Stored data entries
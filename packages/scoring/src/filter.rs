//! Visibility filters and name search over already-scored zones.
//!
//! Everything here borrows from a slice produced by [`crate::score`] and
//! preserves the scores and ranks computed for the full set. Filtering
//! before scoring would renormalize against the subset and silently change
//! every score.

use std::collections::BTreeSet;

use zone_priority_zone_models::{PriorityTier, ScoredZone, ZoneType};

/// Default cap on [`suggestions`].
pub const DEFAULT_MAX_SUGGESTIONS: usize = 5;

/// Minimum query length (in characters) before suggestions are offered.
const MIN_SUGGESTION_QUERY_LEN: usize = 2;

/// Restricts which scored zones are visible.
///
/// Each criterion is optional; an unset criterion admits every zone. A set
/// criterion that is empty admits none.
#[derive(Debug, Clone, Default, PartialEq, Eq)]
pub struct ZoneFilter {
    names: Option<BTreeSet<String>>,
    tiers: Option<BTreeSet<PriorityTier>>,
    zone_type: Option<ZoneType>,
}

impl ZoneFilter {
    /// A filter that admits every zone.
    #[must_use]
    pub fn new() -> Self {
        Self::default()
    }

    /// Only admit zones whose name is in `names`.
    #[must_use]
    pub fn with_names<I, S>(mut self, names: I) -> Self
    where
        I: IntoIterator<Item = S>,
        S: Into<String>,
    {
        self.names = Some(names.into_iter().map(Into::into).collect());
        self
    }

    /// Only admit zones in one of `tiers`.
    #[must_use]
    pub fn with_tiers<I>(mut self, tiers: I) -> Self
    where
        I: IntoIterator<Item = PriorityTier>,
    {
        self.tiers = Some(tiers.into_iter().collect());
        self
    }

    /// Only admit zones of the given type.
    #[must_use]
    pub const fn with_zone_type(mut self, zone_type: ZoneType) -> Self {
        self.zone_type = Some(zone_type);
        self
    }

    /// Whether `zone` passes every configured criterion.
    #[must_use]
    pub fn matches(&self, zone: &ScoredZone) -> bool {
        self.names
            .as_ref()
            .is_none_or(|names| names.contains(zone.name()))
            && self
                .tiers
                .as_ref()
                .is_none_or(|tiers| tiers.contains(&zone.priority_tier))
            && self.zone_type.is_none_or(|t| t == zone.zone.zone_type)
    }

    /// Returns the visible zones in their original order.
    #[must_use]
    pub fn apply<'a>(&self, scored: &'a [ScoredZone]) -> Vec<&'a ScoredZone> {
        let visible: Vec<&ScoredZone> = scored.iter().filter(|z| self.matches(z)).collect();
        log::debug!("Filter admitted {} of {} zones", visible.len(), scored.len());
        visible
    }
}

/// Zones whose name contains `query`, ignoring case.
///
/// A blank query matches every zone.
#[must_use]
pub fn search_zones<'a>(query: &str, scored: &'a [ScoredZone]) -> Vec<&'a ScoredZone> {
    let query = query.trim();
    if query.is_empty() {
        return scored.iter().collect();
    }

    let needle = query.to_lowercase();
    scored
        .iter()
        .filter(|z| z.name().to_lowercase().contains(&needle))
        .collect()
}

/// Names of zones matching `query`, highest priority first, at most `max`.
///
/// The query is trimmed first; if fewer than two characters remain there
/// are no suggestions.
#[must_use]
pub fn suggestions<'a>(query: &str, scored: &'a [ScoredZone], max: usize) -> Vec<&'a str> {
    if query.trim().chars().count() < MIN_SUGGESTION_QUERY_LEN {
        return Vec::new();
    }

    let mut matches = search_zones(query, scored);
    matches.sort_by_key(|z| z.rank);
    matches.into_iter().take(max).map(ScoredZone::name).collect()
}
#![cfg_attr(feature = "fail-on-warnings", deny(warnings))]
#![warn(clippy::all, clippy::pedantic, clippy::nursery, clippy::cargo)]
#![allow(clippy::multiple_crate_versions, clippy::cargo_common_metadata)]

//! Alert kinds, thresholds and summary types.
//!
//! Alerts flag zones that cross a fixed threshold regardless of where they
//! land in the priority ranking. Each [`AlertKind`] carries its own
//! severity rank, which is the only thing alert ordering looks at.

use serde::{Deserialize, Serialize};
use strum_macros::{AsRefStr, Display, EnumString};

/// Category of a threshold-triggered alert.
#[derive(
    Debug,
    Clone,
    Copy,
    PartialEq,
    Eq,
    PartialOrd,
    Ord,
    Hash,
    Serialize,
    Deserialize,
    Display,
    EnumString,
    AsRefStr,
)]
#[serde(rename_all = "SCREAMING_SNAKE_CASE")]
#[strum(serialize_all = "SCREAMING_SNAKE_CASE", ascii_case_insensitive)]
pub enum AlertKind {
    /// High-priority zone whose education site has no connectivity
    Critical,
    /// Average speed below the critical floor
    Urgent,
    /// Internet penetration below the minimum share
    Warning,
    /// Dense zone with slow connectivity
    Attention,
}

impl AlertKind {
    /// Sort key for alert ordering. Lower is more severe.
    #[must_use]
    pub const fn severity_rank(self) -> u8 {
        match self {
            Self::Critical => 1,
            Self::Urgent | Self::Attention => 2,
            Self::Warning => 3,
        }
    }

    /// Hex colour used by alert panels.
    #[must_use]
    pub const fn color_hex(self) -> &'static str {
        match self {
            Self::Critical => "#d62728",
            Self::Urgent | Self::Attention => "#ff7f0e",
            Self::Warning => "#1f77b4",
        }
    }

    /// Returns all variants in evaluation order.
    #[must_use]
    pub const fn all() -> &'static [Self] {
        &[Self::Critical, Self::Urgent, Self::Warning, Self::Attention]
    }
}

/// A single alert raised for one zone.
///
/// Borrows the zone name from the scored zone it was derived from.
#[derive(Debug, Clone, PartialEq, Eq, Serialize)]
#[serde(rename_all = "camelCase")]
pub struct Alert<'a> {
    /// What triggered the alert.
    pub kind: AlertKind,
    /// Name of the zone the alert refers to.
    pub zone_name: &'a str,
    /// Human-readable description including the triggering value.
    pub message: String,
    /// Copied from [`AlertKind::severity_rank`].
    pub severity_rank: u8,
}

impl<'a> Alert<'a> {
    /// Creates an alert, taking the severity rank from `kind`.
    #[must_use]
    pub const fn new(kind: AlertKind, zone_name: &'a str, message: String) -> Self {
        Self {
            kind,
            zone_name,
            message,
            severity_rank: kind.severity_rank(),
        }
    }
}

/// Per-kind alert counts.
#[derive(Debug, Clone, Copy, Default, PartialEq, Eq, Serialize, Deserialize)]
#[serde(rename_all = "camelCase")]
pub struct AlertStats {
    /// Total number of alerts.
    pub total: u64,
    /// Number of [`AlertKind::Critical`] alerts.
    pub critical: u64,
    /// Number of [`AlertKind::Urgent`] alerts.
    pub urgent: u64,
    /// Number of [`AlertKind::Warning`] alerts.
    pub warning: u64,
    /// Number of [`AlertKind::Attention`] alerts.
    pub attention: u64,
}

impl AlertStats {
    /// Count for a single kind.
    #[must_use]
    pub const fn count(&self, kind: AlertKind) -> u64 {
        match kind {
            AlertKind::Critical => self.critical,
            AlertKind::Urgent => self.urgent,
            AlertKind::Warning => self.warning,
            AlertKind::Attention => self.attention,
        }
    }
}

/// Threshold values used when deriving alerts.
///
/// The default matches the built-in rules; a TOML file with any subset of
/// these keys overrides only the keys it names.
#[derive(Debug, Clone, Copy, PartialEq, Serialize, Deserialize)]
#[serde(default, rename_all = "snake_case")]
pub struct AlertThresholds {
    /// Speeds strictly below this raise [`AlertKind::Urgent`].
    pub critical_speed_mbps: f64,
    /// Penetration strictly below this raises [`AlertKind::Warning`].
    pub min_penetration: f64,
    /// Density strictly above this is considered dense.
    pub high_density: f64,
    /// Dense zones with speed strictly below this raise
    /// [`AlertKind::Attention`].
    pub dense_zone_speed_mbps: f64,
}

impl Default for AlertThresholds {
    fn default() -> Self {
        Self {
            critical_speed_mbps: 3.0,
            min_penetration: 0.20,
            high_density: 1000.0,
            dense_zone_speed_mbps: 10.0,
        }
    }
}

#[cfg(test)]
mod tests {
    use super::*;

    #[test]
    fn severity_ranks_match_kinds() {
        assert_eq!(AlertKind::Critical.severity_rank(), 1);
        assert_eq!(AlertKind::Urgent.severity_rank(), 2);
        assert_eq!(AlertKind::Attention.severity_rank(), 2);
        assert_eq!(AlertKind::Warning.severity_rank(), 3);
    }

    #[test]
    fn alert_takes_rank_from_kind() {
        let alert = Alert::new(AlertKind::Warning, "Potrerito", "low".to_string());
        assert_eq!(alert.severity_rank, 3);
        assert_eq!(alert.zone_name, "Potrerito");
    }

    #[test]
    fn kind_labels_are_screaming_snake_case() {
        assert_eq!(AlertKind::Attention.to_string(), "ATTENTION");
        assert_eq!("critical".parse::<AlertKind>().unwrap(), AlertKind::Critical);
    }

    #[test]
    fn partial_threshold_file_keeps_defaults() {
        let thresholds: AlertThresholds = toml::from_str("critical_speed_mbps = 5.0").unwrap();
        assert!((thresholds.critical_speed_mbps - 5.0).abs() < f64::EPSILON);
        assert!((thresholds.min_penetration - 0.20).abs() < f64::EPSILON);
        assert!((thresholds.high_density - 1000.0).abs() < f64::EPSILON);
        assert!((thresholds.dense_zone_speed_mbps - 10.0).abs() < f64::EPSILON);
    }

    #[test]
    fn stats_count_by_kind() {
        let stats = AlertStats {
            total: 6,
            critical: 1,
            urgent: 2,
            warning: 3,
            attention: 0,
        };
        let sum: u64 = AlertKind::all().iter().map(|k| stats.count(*k)).sum();
        assert_eq!(sum, stats.total);
    }
}
//! Compile-time registry of built-in zone datasets.
//!
//! Each entry is an `(id, toml_content)` pair embedded via `include_str!`.
//! Adding a municipality requires creating a TOML file in `datasets/` and
//! adding a corresponding entry here.

use serde::{Deserialize, Serialize};
use zone_priority_zone_models::Zone;

use crate::{SourceError, ZoneRecord, zones_from_records};

/// Number of registered datasets. Enforced by a test.
#[cfg(test)]
const EXPECTED_DATASET_COUNT: usize = 1;

/// Embedded TOML dataset definitions.
const DATASET_TOMLS: &[(&str, &str)] = &[("jamundi", include_str!("../datasets/jamundi.toml"))];

/// A built-in dataset: metadata plus its raw zone records.
#[derive(Debug, Clone, PartialEq, Serialize, Deserialize)]
pub struct DatasetDefinition {
    /// Short identifier used on the command line.
    pub id: String,
    /// Display name.
    pub name: String,
    /// Municipality the zones belong to.
    pub municipality: String,
    /// Free-form description.
    #[serde(default)]
    pub description: Option<String>,
    /// Zone records, validated lazily by [`Self::into_zones`].
    #[serde(default)]
    pub zones: Vec<ZoneRecord>,
}

impl DatasetDefinition {
    /// Validates the records into zones.
    ///
    /// # Errors
    ///
    /// Returns [`SourceError::NoValidZones`] if no record survives validation.
    pub fn into_zones(self) -> Result<Vec<Zone>, SourceError> {
        zones_from_records(&format!("dataset '{}'", self.id), self.zones)
    }
}

/// Returns all registered datasets.
///
/// # Panics
///
/// Panics if any embedded TOML file fails to parse. Since these are
/// compile-time constants, parse failures indicate a development error
/// and are caught by the tests below.
#[must_use]
pub fn all_datasets() -> Vec<DatasetDefinition> {
    DATASET_TOMLS
        .iter()
        .map(|(id, toml_str)| {
            toml::from_str(toml_str)
                .unwrap_or_else(|e| panic!("Failed to parse dataset '{id}': {e}"))
        })
        .collect()
}

/// Looks up a dataset by id, ignoring case.
///
/// # Errors
///
/// Returns [`SourceError::UnknownDataset`] if no dataset has that id.
pub fn dataset(id: &str) -> Result<DatasetDefinition, SourceError> {
    all_datasets()
        .into_iter()
        .find(|d| d.id.eq_ignore_ascii_case(id.trim()))
        .ok_or_else(|| SourceError::UnknownDataset { id: id.to_string() })
}

#[cfg(test)]
mod tests {
    use std::collections::BTreeSet;

    use zone_priority_zone_models::ZoneType;

    use super::*;

    #[test]
    fn loads_all_datasets() {
        let datasets = all_datasets();
        assert_eq!(
            datasets.len(),
            EXPECTED_DATASET_COUNT,
            "Expected {EXPECTED_DATASET_COUNT} datasets, found {}. \
             Update EXPECTED_DATASET_COUNT after adding/removing datasets.",
            datasets.len()
        );
    }

    #[test]
    fn dataset_ids_are_unique_and_match_keys() {
        let mut seen = BTreeSet::new();
        for ((key, _), dataset) in DATASET_TOMLS.iter().zip(all_datasets()) {
            assert_eq!(*key, dataset.id, "Registry key does not match TOML id");
            assert!(seen.insert(dataset.id.clone()), "Duplicate dataset ID: {key}");
        }
    }

    #[test]
    fn every_builtin_zone_is_valid() {
        for dataset in all_datasets() {
            let expected = dataset.zones.len();
            let id = dataset.id.clone();
            let zones = dataset.into_zones().unwrap();
            assert_eq!(zones.len(), expected, "Dataset '{id}' has invalid zones");
        }
    }

    #[test]
    fn jamundi_has_one_urban_seat() {
        let zones = dataset("jamundi").unwrap().into_zones().unwrap();
        assert_eq!(zones.len(), 14);
        let urban: Vec<&str> = zones
            .iter()
            .filter(|z| z.zone_type == ZoneType::Urban)
            .map(|z| z.name.as_str())
            .collect();
        assert_eq!(urban, vec!["Cabecera Municipal"]);
    }

    #[test]
    fn lookup_ignores_case() {
        assert_eq!(dataset("JAMUNDI").unwrap().id, "jamundi");
    }

    #[test]
    fn unknown_dataset_is_an_error() {
        assert!(matches!(
            dataset("cali"),
            Err(SourceError::UnknownDataset { id }) if id == "cali"
        ));
    }
}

THE TASK
Take the entries above and copy them exactly from the first line through the line with "pub const fn with_zone_type(mut"; leave out every line after it.

RESULT FOR THIS TASK
filename packages/scoring/src/filter.rs
//! Visibility filters and name search over already-scored zones.
//!
//! Everything here borrows from a slice produced by [`crate::score`] and
//! preserves the scores and ranks computed for the full set. Filtering
//! before scoring would renormalize against the subset and silently change
//! every score.

use std::collections::BTreeSet;

use zone_priority_zone_models::{PriorityTier, ScoredZone, ZoneType};

/// Default cap on [`suggestions`].
pub const DEFAULT_MAX_SUGGESTIONS: usize = 5;

/// Minimum query length (in characters) before suggestions are offered.
const MIN_SUGGESTION_QUERY_LEN: usize = 2;

/// Restricts which scored zones are visible.
///
/// Each criterion is optional; an unset criterion admits every zone. A set
/// criterion that is empty admits none.
#[derive(Debug, Clone, Default, PartialEq, Eq)]
pub struct ZoneFilter {
    names: Option<BTreeSet<String>>,
    tiers: Option<BTreeSet<PriorityTier>>,
    zone_type: Option<ZoneType>,
}

impl ZoneFilter {
    /// A filter that admits every zone.
    #[must_use]
    pub fn new() -> Self {
        Self::default()
    }

    /// Only admit zones whose name is in `names`.
    #[must_use]
    pub fn with_names<I, S>(mut self, names: I) -> Self
    where
        I: IntoIterator<Item = S>,
        S: Into<String>,
    {
        self.names = Some(names.into_iter().map(Into::into).collect());
        self
    }

    /// Only admit zones in one of `tiers`.
    #[must_use]
    pub fn with_tiers<I>(mut self, tiers: I) -> Self
    where
        I: IntoIterator<Item = PriorityTier>,
    {
        self.tiers = Some(tiers.into_iter().collect());
        self
    }

    /// Only admit zones of the given type.
    #[must_use]
    pub const fn with_zone_type(mut self, zone_type: ZoneType) -> Self {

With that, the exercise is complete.